* Material provided *
■ ■ ■

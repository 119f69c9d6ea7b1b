use inertial_pipeline::{
    Logging, PipelineController, PipelineSettings, RecordSettings, ReplaySource, SensorSource,
    SourceEvent, StartOutcome,
};
use log::LevelFilter;
use std::error::Error;

// Replays a recorded sensor CSV in push mode and writes a session record
// next to it. Usage: cargo run --example replay [samples.csv] [output dir]
fn main() -> Result<(), Box<dyn Error>> {
    let _ = env_logger::builder()
        .filter_level(LevelFilter::Info)
        .parse_default_env()
        .try_init();

    let mut args = std::env::args().skip(1);
    let samples = args
        .next()
        .unwrap_or_else(|| "testdata/motion_samples.csv".to_string());
    let output = args.next().unwrap_or_else(|| ".".to_string());

    let settings = PipelineSettings {
        record: RecordSettings {
            directory: Some(output.into()),
            include_location: false,
        },
        ..Default::default()
    };
    let mut controller = PipelineController::new(settings)?;

    if let StartOutcome::Started(Logging::Failed(e)) = controller.start() {
        eprintln!("recording disabled: {e}");
    }

    let mut source = ReplaySource::from_csv(&samples)?;
    while let SourceEvent::Frame(frame) = source.poll() {
        let snapshot = controller.tick(&frame)?;
        if snapshot.sequence % 50 == 0 {
            for channel in &snapshot.channels {
                println!(
                    "{:>4} {:<6} v=({:7.3}, {:7.3}, {:7.3}) km/h  d=({:.5}, {:.5}, {:.5}) km",
                    snapshot.sequence,
                    channel.name,
                    channel.velocity.x,
                    channel.velocity.y,
                    channel.velocity.z,
                    channel.distance.x,
                    channel.distance.y,
                    channel.distance.z,
                );
            }
        }
    }

    if let Some(report) = controller.stop() {
        println!("{} ticks, {} records", report.ticks, report.records);
        if let Some(path) = report.record_path {
            println!("record: {}", path.display());
        }
    }
    Ok(())
}
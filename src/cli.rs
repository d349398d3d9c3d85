use std::borrow::Cow;

use clap::{Parser, Subcommand};
use tabled::{Style, Table, Tabled};

use crate::registry::Description;
use crate::tables::{InputSource, PowerState};

const AFTER_HELP: &str = "\
Monitors:
  <MONITORS> is a comma-separated list of monitor numbers as shown by 'list'.
  When omitted, the command is sent to every monitor.

Video inputs:
     analog1/2
    digital1/2/3/4
  composite1/2
     svideo1/2
      tuner1/2/3
  component1/2/3
         dp1/2
        vga1/2    (aliases for analog1/2)
        dvi1/2    (aliases for digital1/2)
       hdmi1/2    (aliases for digital3/4)

Examples:
  Change monitors 1 and 2 to HDMI 2
    vcpctl input hdmi2 1,2

  Change all monitors to DisplayPort 1
    vcpctl input dp1

  Put monitors 3 and 4 on standby
    vcpctl power standby 3,4

  Turn off all monitors, as if by button
    vcpctl power offb

Notes:
  - Not all monitors support all power states
  - HDMI on older monitors will be on dvi1/2 (use digital1/2 instead)";

#[derive(Parser, Debug)]
#[command(
    version,
    arg_required_else_help = true,
    disable_help_subcommand = true,
    after_long_help = AFTER_HELP
)]
/// Change power state and input source of monitors over DDC/CI
pub struct Args {
    #[command(subcommand)]
    pub cmd: Cmd,
}

#[derive(Subcommand, Debug, PartialEq, Eq)]
pub enum Cmd {
    /// Print a list of all physical monitors
    List,
    /// Change power state
    Power {
        #[arg(value_enum)]
        state: PowerState,
        /// Monitor numbers, comma-separated (default: all)
        monitors: Option<String>,
    },
    /// Change video input
    Input {
        #[arg(value_enum)]
        input: InputSource,
        /// Monitor numbers, comma-separated (default: all)
        monitors: Option<String>,
    },
    /// Print usage
    Help,
}

impl Cmd {
    /// Whether this command needs the monitors to be enumerated first.
    pub fn needs_monitors(&self) -> bool {
        !matches!(self, Cmd::Help)
    }
}

pub struct TableDisplayInfo {
    pub number: usize,
    pub info: Description,
}

impl TableDisplayInfo {
    pub fn new(number: usize, info: Description) -> Self {
        Self { number, info }
    }
}

impl Tabled for TableDisplayInfo {
    const LENGTH: usize = 5;

    fn fields(&self) -> Vec<Cow<'static, str>> {
        vec![
            format!("{}", self.number),
            self.info.backend.clone(),
            self.info.id.clone(),
            self.info.manufacturer_id.clone().unwrap_or("?".into()),
            self.info.model_name.clone().unwrap_or("?".into()),
        ]
        .into_iter()
        .map(|s| Cow::<'static, _>::Owned(s))
        .collect()
    }

    fn headers() -> Vec<Cow<'static, str>> {
        vec![
            "No.",
            "Backend",
            "Display ID",
            "Manufacturer ID",
            "Model Name",
        ]
        .into_iter()
        .map(|s| Cow::Borrowed(s))
        .collect()
    }
}

/// Number descriptions from 1, matching what `<MONITORS>` accepts.
pub fn collect_display_info(descriptions: Vec<Description>) -> Vec<TableDisplayInfo> {
    descriptions
        .into_iter()
        .enumerate()
        .map(|(i, info)| TableDisplayInfo::new(i + 1, info))
        .collect()
}

pub fn print_table(display_info: &[TableDisplayInfo]) {
    let mut table = Table::new(display_info);
    println!("{}", table.with(Style::blank()));
}

#[cfg(test)]
mod tests {
    use super::*;
    use clap::CommandFactory;

    fn parse(args: &[&str]) -> Result<Cmd, clap::Error> {
        Args::try_parse_from(std::iter::once("vcpctl").chain(args.iter().copied()))
            .map(|a| a.cmd)
    }

    #[test]
    fn verify_args() {
        Args::command().debug_assert();
    }

    #[test]
    fn parses_commands() {
        assert_eq!(parse(&["list"]).unwrap(), Cmd::List);
        assert_eq!(parse(&["help"]).unwrap(), Cmd::Help);
        assert_eq!(
            parse(&["power", "offb"]).unwrap(),
            Cmd::Power {
                state: PowerState::OffButton,
                monitors: None
            }
        );
        assert_eq!(
            parse(&["input", "hdmi2", "1,2"]).unwrap(),
            Cmd::Input {
                input: InputSource::Digital4,
                monitors: Some("1,2".to_string())
            }
        );
    }

    #[test]
    fn rejects_bad_invocations() {
        use clap::error::ErrorKind;

        assert_eq!(
            parse(&["foo"]).unwrap_err().kind(),
            ErrorKind::InvalidSubcommand
        );
        assert_eq!(
            parse(&["power"]).unwrap_err().kind(),
            ErrorKind::MissingRequiredArgument
        );
        assert_eq!(
            parse(&["power", "Off"]).unwrap_err().kind(),
            ErrorKind::InvalidValue
        );
        assert_eq!(
            parse(&["input", "hdmi3"]).unwrap_err().kind(),
            ErrorKind::InvalidValue
        );
        assert!(parse(&[]).is_err());
    }

    #[test]
    fn table_numbers_from_one() {
        let rows = collect_display_info(vec![Description::default(), Description::default()]);
        assert_eq!(rows[0].number, 1);
        assert_eq!(rows[1].number, 2);

        let fields = rows[0].fields();
        assert_eq!(fields.len(), TableDisplayInfo::LENGTH);
        assert_eq!(fields[3], "?");
        assert_eq!(TableDisplayInfo::headers().len(), TableDisplayInfo::LENGTH);
    }
}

■ ■ ■

* What is required *
The expected response is the full set of records, reproduced exactly.

* Result for this task *
repository 119f69c9d6ea7b1b
use inertial_pipeline::{
    Logging, PipelineController, PipelineSettings, RecordSettings, ReplaySource, SensorSource,
    SourceEvent, StartOutcome,
};
use log::LevelFilter;
use std::error::Error;

// Replays a recorded sensor CSV in push mode and writes a session record
// next to it. Usage: cargo run --example replay [samples.csv] [output dir]
fn main() -> Result<(), Box<dyn Error>> {
    let _ = env_logger::builder()
        .filter_level(LevelFilter::Info)
        .parse_default_env()
        .try_init();

    let mut args = std::env::args().skip(1);
    let samples = args
        .next()
        .unwrap_or_else(|| "testdata/motion_samples.csv".to_string());
    let output = args.next().unwrap_or_else(|| ".".to_string());

    let settings = PipelineSettings {
        record: RecordSettings {
            directory: Some(output.into()),
            include_location: false,
        },
        ..Default::default()
    };
    let mut controller = PipelineController::new(settings)?;

    if let StartOutcome::Started(Logging::Failed(e)) = controller.start() {
        eprintln!("recording disabled: {e}");
    }

    let mut source = ReplaySource::from_csv(&samples)?;
    while let SourceEvent::Frame(frame) = source.poll() {
        let snapshot = controller.tick(&frame)?;
        if snapshot.sequence % 50 == 0 {
            for channel in &snapshot.channels {
                println!(
                    "{:>4} {:<6} v=({:7.3}, {:7.3}, {:7.3}) km/h  d=({:.5}, {:.5}, {:.5}) km",
                    snapshot.sequence,
                    channel.name,
                    channel.velocity.x,
                    channel.velocity.y,
                    channel.velocity.z,
                    channel.distance.x,
                    channel.distance.y,
                    channel.distance.z,
                );
            }
        }
    }

    if let Some(report) = controller.stop() {
        println!("{} ticks, {} records", report.ticks, report.records);
        if let Some(path) = report.record_path {
            println!("record: {}", path.display());
        }
    }
    Ok(())
}
filename src/cli.rs
repository d349398d3d9c3d85
use std::borrow::Cow;

use clap::{Parser, Subcommand};
use tabled::{Style, Table, Tabled};

use crate::registry::Description;
use crate::tables::{InputSource, PowerState};

const AFTER_HELP: &str = "\
Monitors:
  <MONITORS> is a comma-separated list of monitor numbers as shown by 'list'.
  When omitted, the command is sent to every monitor.

Video inputs:
     analog1/2
    digital1/2/3/4
  composite1/2
     svideo1/2
      tuner1/2/3
  component1/2/3
         dp1/2
        vga1/2    (aliases for analog1/2)
        dvi1/2    (aliases for digital1/2)
       hdmi1/2    (aliases for digital3/4)

Examples:
  Change monitors 1 and 2 to HDMI 2
    vcpctl input hdmi2 1,2

  Change all monitors to DisplayPort 1
    vcpctl input dp1

  Put monitors 3 and 4 on standby
    vcpctl power standby 3,4

  Turn off all monitors, as if by button
    vcpctl power offb

Notes:
  - Not all monitors support all power states
  - HDMI on older monitors will be on dvi1/2 (use digital1/2 instead)";

#[derive(Parser, Debug)]
#[command(
    version,
    arg_required_else_help = true,
    disable_help_subcommand = true,
    after_long_help = AFTER_HELP
)]
/// Change power state and input source of monitors over DDC/CI
pub struct Args {
    #[command(subcommand)]
    pub cmd: Cmd,
}

#[derive(Subcommand, Debug, PartialEq, Eq)]
pub enum Cmd {
    /// Print a list of all physical monitors
    List,
    /// Change power state
    Power {
        #[arg(value_enum)]
        state: PowerState,
        /// Monitor numbers, comma-separated (default: all)
        monitors: Option<String>,
    },
    /// Change video input
    Input {
        #[arg(value_enum)]
        input: InputSource,
        /// Monitor numbers, comma-separated (default: all)
        monitors: Option<String>,
    },
    /// Print usage
    Help,
}

impl Cmd {
    /// Whether this command needs the monitors to be enumerated first.
    pub fn needs_monitors(&self) -> bool {
        !matches!(self, Cmd::Help)
    }
}

pub struct TableDisplayInfo {
    pub number: usize,
    pub info: Description,
}

impl TableDisplayInfo {
    pub fn new(number: usize, info: Description) -> Self {
        Self { number, info }
    }
}

impl Tabled for TableDisplayInfo {
    const LENGTH: usize = 5;

    fn fields(&self) -> Vec<Cow<'static, str>> {
        vec![
            format!("{}", self.number),
            self.info.backend.clone(),
            self.info.id.clone(),
            self.info.manufacturer_id.clone().unwrap_or("?".into()),
            self.info.model_name.clone().unwrap_or("?".into()),
        ]
        .into_iter()
        .map(|s| Cow::<'static, _>::Owned(s))
        .collect()
    }

    fn headers() -> Vec<Cow<'static, str>> {
        vec![
            "No.",
            "Backend",
            "Display ID",
            "Manufacturer ID",
            "Model Name",
        ]
        .into_iter()
        .map(|s| Cow::Borrowed(s))
        .collect()
    }
}

/// Number descriptions from 1, matching what `<MONITORS>` accepts.
pub fn collect_display_info(descriptions: Vec<Description>) -> Vec<TableDisplayInfo> {
    descriptions
        .into_iter()
        .enumerate()
        .map(|(i, info)| TableDisplayInfo::new(i + 1, info))
        .collect()
}

pub fn print_table(display_info: &[TableDisplayInfo]) {
    let mut table = Table::new(display_info);
    println!("{}", table.with(Style::blank()));
}

#[cfg(test)]
mod tests {
    use super::*;
    use clap::CommandFactory;

    fn parse(args: &[&str]) -> Result<Cmd, clap::Error> {
        Args::try_parse_from(std::iter::once("vcpctl").chain(args.iter().copied()))
            .map(|a| a.cmd)
    }

    #[test]
    fn verify_args() {
        Args::command().debug_assert();
    }

    #[test]
    fn parses_commands() {
        assert_eq!(parse(&["list"]).unwrap(), Cmd::List);
        assert_eq!(parse(&["help"]).unwrap(), Cmd::Help);
        assert_eq!(
            parse(&["power", "offb"]).unwrap(),
            Cmd::Power {
                state: PowerState::OffButton,
                monitors: None
            }
        );
        assert_eq!(
            parse(&["input", "hdmi2", "1,2"]).unwrap(),
            Cmd::Input {
                input: InputSource::Digital4,
                monitors: Some("1,2".to_string())
            }
        );
    }

    #[test]
    fn rejects_bad_invocations() {
        use clap::error::ErrorKind;

        assert_eq!(
            parse(&["foo"]).unwrap_err().kind(),
            ErrorKind::InvalidSubcommand
        );
        assert_eq!(
            parse(&["power"]).unwrap_err().kind(),
            ErrorKind::MissingRequiredArgument
        );
        assert_eq!(
            parse(&["power", "Off"]).unwrap_err().kind(),
            ErrorKind::InvalidValue
        );
        assert_eq!(
            parse(&["input", "hdmi3"]).unwrap_err().kind(),
            ErrorKind::InvalidValue
        );
        assert!(parse(&[]).is_err());
    }

    #[test]
    fn table_numbers_from_one() {
        let rows = collect_display_info(vec![Description::default(), Description::default()]);
        assert_eq!(rows[0].number, 1);
        assert_eq!(rows[1].number, 2);

        let fields = rows[0].fields();
        assert_eq!(fields.len(), TableDisplayInfo::LENGTH);
        assert_eq!(fields[3], "?");
        assert_eq!(TableDisplayInfo::headers().len(), TableDisplayInfo::LENGTH);
    }
}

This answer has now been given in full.